Apache Samza 是一個分布式流處理框架。它使用 Apache Kafka 用于消息發送，采用 Apache Hadoop YARN 來提供容錯，處理器隔離，安全性和資源管理。專用于實時數據的處理，非常像推ter的流處理系統Storm。它具有以下特性：

Simple API: Unlike most low-level messaging system APIs, Samza provides a very simple call-back based "process message" API that should be familiar to anyone who's used Map/Reduce.
Managed state: Samza manages snapshotting and restoration of a stream processor's state. Samza will restore a stream processor's state to a snapshot consistent with the processor's last read messages when the processor is restarted.
Fault tolerance: Samza will work with YARN to restart your stream processor if there is a machine or processor failure.
Durability: Samza uses Kafka to guarantee that messages will be processed in the order they were written to a partition, and that no messages will ever be lost.
Scalability: Samza is partitioned and distributed at every level. Kafka provides ordered, partitioned, re-playable, fault-tolerant streams.
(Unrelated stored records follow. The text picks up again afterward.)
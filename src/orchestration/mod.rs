//! # Pipeline Orchestration
//!
//! The moving parts of the ingestion pipeline: retry policy, the task
//! state service, the per-attempt processor, the delivery loops for both
//! transports, and the composition root that wires them together.

pub mod backoff;
pub mod enqueuer;
pub mod outbox_publisher;
pub mod processor;
pub mod reclaimer;
pub mod state_service;
pub mod stream_worker;
pub mod system;

pub use backoff::{truncate_error, RetryPolicy};
pub use enqueuer::IngestTaskEnqueuer;
pub use outbox_publisher::{BrokerPublisher, OutboxPublisher, PgmqBrokerPublisher};
pub use processor::{IngestTaskProcessor, ProcessingOutcome};
pub use reclaimer::PendingReclaimer;
pub use state_service::{FailureDisposition, IngestTaskStateService};
pub use stream_worker::{IngestStreamWorker, OutboxTopicConsumer};
pub use system::IngestPipelineSystem;
//! # Outbox Event Model
//!
//! Transactional-outbox rows: staged in the same commit as the task row
//! they announce, relayed later by the outbox publisher. Only the
//! publisher mutates these rows; delivery is at-least-once and downstream
//! consumers are expected to be idempotent.

use chrono::{DateTime, Utc};
use serde::{Deserialize, Serialize};
use sqlx::{FromRow, PgPool};
use std::fmt;
use uuid::Uuid;

use crate::error::{IngestCoreError, Result};

/// Outbox event lifecycle states.
#[derive(Debug, Clone, Copy, PartialEq, Eq, Hash, Serialize, Deserialize)]
#[serde(rename_all = "SCREAMING_SNAKE_CASE")]
pub enum OutboxEventStatus {
    /// Staged, never attempted
    New,
    /// Publish failed; due again at `next_retry_at`
    Retrying,
    /// Delivered to the broker
    Sent,
    /// Attempts exhausted
    Dead,
}

impl OutboxEventStatus {
    pub fn is_terminal(&self) -> bool {
        matches!(self, Self::Sent | Self::Dead)
    }

    pub fn as_str(&self) -> &'static str {
        match self {
            Self::New => "NEW",
            Self::Retrying => "RETRYING",
            Self::Sent => "SENT",
            Self::Dead => "DEAD",
        }
    }
}

impl fmt::Display for OutboxEventStatus {
    fn fmt(&self, f: &mut fmt::Formatter<'_>) -> fmt::Result {
        f.write_str(self.as_str())
    }
}

impl std::str::FromStr for OutboxEventStatus {
    type Err = IngestCoreError;

    fn from_str(s: &str) -> std::result::Result<Self, Self::Err> {
        match s {
            "NEW" => Ok(Self::New),
            "RETRYING" => Ok(Self::Retrying),
            "SENT" => Ok(Self::Sent),
            "DEAD" => Ok(Self::Dead),
            other => Err(IngestCoreError::InvalidStatus(other.to_string())),
        }
    }
}

/// A staged broker event.
#[derive(Debug, Clone, PartialEq, Serialize, Deserialize, FromRow)]
pub struct OutboxEvent {
    pub id: Uuid,
    pub topic: String,
    pub message_key: String,
    pub payload: String,
    pub status: String,
    pub attempt_count: i32,
    pub created_at: DateTime<Utc>,
    pub sent_at: Option<DateTime<Utc>>,
    pub next_retry_at: Option<DateTime<Utc>>,
    pub last_error: Option<String>,
}

#[derive(Debug, Clone, Serialize, Deserialize)]
pub struct NewOutboxEvent {
    pub id: Uuid,
    pub topic: String,
    pub message_key: String,
    pub payload: String,
}

impl OutboxEvent {
    /// Stage a NEW event. Callers pass the transaction that creates the
    /// originating business row, making the dual write atomic.
    pub async fn create<'e, E>(executor: E, new_event: &NewOutboxEvent) -> Result<OutboxEvent>
    where
        E: sqlx::PgExecutor<'e>,
    {
        let event = sqlx::query_as::<_, OutboxEvent>(
            r#"
            INSERT INTO outbox_events (
                id, topic, message_key, payload, status, attempt_count,
                created_at, sent_at, next_retry_at, last_error
            )
            VALUES ($1, $2, $3, $4, 'NEW', 0, NOW(), NULL, NULL, NULL)
            RETURNING *
            "#,
        )
        .bind(new_event.id)
        .bind(&new_event.topic)
        .bind(&new_event.message_key)
        .bind(&new_event.payload)
        .fetch_one(executor)
        .await?;

        Ok(event)
    }

    /// Find an event by id.
    pub async fn find_by_id(pool: &PgPool, id: Uuid) -> Result<Option<OutboxEvent>> {
        let event = sqlx::query_as::<_, OutboxEvent>("SELECT * FROM outbox_events WHERE id = $1")
            .bind(id)
            .fetch_optional(pool)
            .await?;
        Ok(event)
    }

    /// FIFO batch of due events: NEW with no due time, or RETRYING whose
    /// due time has passed. The fetch carries no claim; the design assumes
    /// a single active publisher instance.
    pub async fn find_due(pool: &PgPool, now: DateTime<Utc>, limit: i64) -> Result<Vec<OutboxEvent>> {
        let events = sqlx::query_as::<_, OutboxEvent>(
            r#"
            SELECT * FROM outbox_events
            WHERE (status = 'NEW' AND next_retry_at IS NULL)
               OR (status = 'RETRYING' AND next_retry_at <= $1)
            ORDER BY created_at ASC
            LIMIT $2
            "#,
        )
        .bind(now)
        .bind(limit)
        .fetch_all(pool)
        .await?;
        Ok(events)
    }

    /// Due batch restricted to one topic. A publisher instance is
    /// configured for a single topic and must not drain events staged for
    /// another.
    pub async fn find_due_for_topic(
        pool: &PgPool,
        topic: &str,
        now: DateTime<Utc>,
        limit: i64,
    ) -> Result<Vec<OutboxEvent>> {
        let events = sqlx::query_as::<_, OutboxEvent>(
            r#"
            SELECT * FROM outbox_events
            WHERE topic = $1
              AND ((status = 'NEW' AND next_retry_at IS NULL)
               OR (status = 'RETRYING' AND next_retry_at <= $2))
            ORDER BY created_at ASC
            LIMIT $3
            "#,
        )
        .bind(topic)
        .bind(now)
        .bind(limit)
        .fetch_all(pool)
        .await?;
        Ok(events)
    }

    /// Publish succeeded: SENT with delivery timestamp, retry fields cleared.
    pub async fn mark_sent(pool: &PgPool, id: Uuid, now: DateTime<Utc>) -> Result<()> {
        sqlx::query(
            r#"
            UPDATE outbox_events
            SET status = 'SENT', sent_at = $2, next_retry_at = NULL, last_error = NULL
            WHERE id = $1
            "#,
        )
        .bind(id)
        .bind(now)
        .execute(pool)
        .await?;
        Ok(())
    }

    /// Publish failed with attempts remaining.
    pub async fn mark_retrying(
        pool: &PgPool,
        id: Uuid,
        attempt_count: i32,
        next_retry_at: DateTime<Utc>,
        last_error: &str,
    ) -> Result<()> {
        sqlx::query(
            r#"
            UPDATE outbox_events
            SET status = 'RETRYING', attempt_count = $2, next_retry_at = $3, last_error = $4
            WHERE id = $1
            "#,
        )
        .bind(id)
        .bind(attempt_count)
        .bind(next_retry_at)
        .bind(last_error)
        .execute(pool)
        .await?;
        Ok(())
    }

    /// Attempts exhausted: terminal DEAD, due time cleared.
    pub async fn mark_dead(
        pool: &PgPool,
        id: Uuid,
        attempt_count: i32,
        last_error: &str,
    ) -> Result<()> {
        sqlx::query(
            r#"
            UPDATE outbox_events
            SET status = 'DEAD', attempt_count = $2, next_retry_at = NULL, last_error = $3
            WHERE id = $1
            "#,
        )
        .bind(id)
        .bind(attempt_count)
        .bind(last_error)
        .execute(pool)
        .await?;
        Ok(())
    }

    pub fn parsed_status(&self) -> Result<OutboxEventStatus> {
        self.status.parse()
    }
}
YARN provides a distributed environment for Samza containers to run in.
Pluggable: Though Samza works out of the box with Kafka and YARN, Samza provides a pluggable API that lets you run Samza with other messaging systems and execution environments.
Processor isolation: Samza works with Apache YARN, which supports processor security through Hadoop's security model, and resource isolation through Linux CGroups.